• [PROBLEM REQUIREMENTS]:
Count the lines below that hold the string "occurred". Give only that number.

Saved data entries:
::::::
//! Sistema de manejo de errores
//! 
//! Este módulo define todos los tipos de errores del sistema
//! y su conversión a respuestas HTTP apropiadas.

use axum::{
    http::StatusCode,
    response::{IntoResponse, Response},
    Json,
};
use serde_json::json;
use thiserror::Error;

/// Errores principales de la aplicación
#[derive(Error, Debug)]
pub enum AppError {
    #[error("Database error: {0}")]
    Database(#[from] sqlx::Error),

    #[error("Validation error: {0}")]
    Validation(#[from] validator::ValidationErrors),

    #[error("Not found: {0}")]
    NotFound(String),

    #[error("Bad request: {0}")]
    BadRequest(String),

    #[error("Storage error: {0}")]
    Storage(String),
}

impl AppError {
    pub fn is_not_found(&self) -> bool {
        matches!(self, AppError::NotFound(_))
    }
}

/// Respuesta de error para la API
#[derive(Debug, serde::Serialize)]
struct ErrorResponse {
    error: String,
    message: String,
    #[serde(skip_serializing_if = "Option::is_none")]
    details: Option<serde_json::Value>,
    #[serde(skip_serializing_if = "Option::is_none")]
    code: Option<String>,
}

impl IntoResponse for AppError {
    fn into_response(self) -> Response {
        let (status, error_response) = match self {
            AppError::Database(e) => {
                log::error!("Database error: {}", e);
                (
                    StatusCode::INTERNAL_SERVER_ERROR,
                    ErrorResponse {
                        error: "Database Error".to_string(),
                        message: "An error occurred while accessing the database".to_string(),
                        details: Some(json!({ "sql_error": e.to_string() })),
                        code: Some("DB_ERROR".to_string()),
                    },
                )
            }

            AppError::Validation(e) => {
                log::warn!("Validation error: {}", e);
                (
                    StatusCode::BAD_REQUEST,
                    ErrorResponse {
                        error: "Validation Error".to_string(),
                        message: "The provided data is invalid".to_string(),
                        details: Some(json!(e)),
                        code: Some("VALIDATION_ERROR".to_string()),
                    },
                )
            }

            AppError::NotFound(msg) => {
                log::warn!("Resource not found: {}", msg);
                (
                    StatusCode::NOT_FOUND,
                    ErrorResponse {
                        error: "Not Found".to_string(),
                        message: msg,
                        details: None,
                        code: Some("NOT_FOUND".to_string()),
                    },
                )
            }

            AppError::BadRequest(msg) => {
                log::warn!("Bad request: {}", msg);
                (
                    StatusCode::BAD_REQUEST,
                    ErrorResponse {
                        error: "Bad Request".to_string(),
                        message: msg,
                        details: None,
                        code: Some("BAD_REQUEST".to_string()),
                    },
                )
            }

            AppError::Storage(msg) => {
                log::error!("Storage error: {}", msg);
                (
                    StatusCode::INTERNAL_SERVER_ERROR,
                    ErrorResponse {
                        error: "Storage Error".to_string(),
                        message: "An error occurred while accessing the fleet store".to_string(),
                        details: Some(json!({ "storage_error": msg })),
                        code: Some("STORAGE_ERROR".to_string()),
                    },
                )
            }
        };

        (status, Json(error_response)).into_response()
    }
}

/// Resultado tipado para operaciones que pueden fallar
pub type AppResult<T> = Result<T, AppError>;

/// Función helper para crear errores de recurso no encontrado
pub fn not_found_error(resource: &str, id: &str) -> AppError {
    AppError::NotFound(format!("{} with id '{}' not found", resource, id))
}

/// Función helper para crear errores de solicitud incorrecta
pub fn bad_request_error(message: &str) -> AppError {
    AppError::BadRequest(message.to_string())
}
::::::
• [SOLUTION]:
2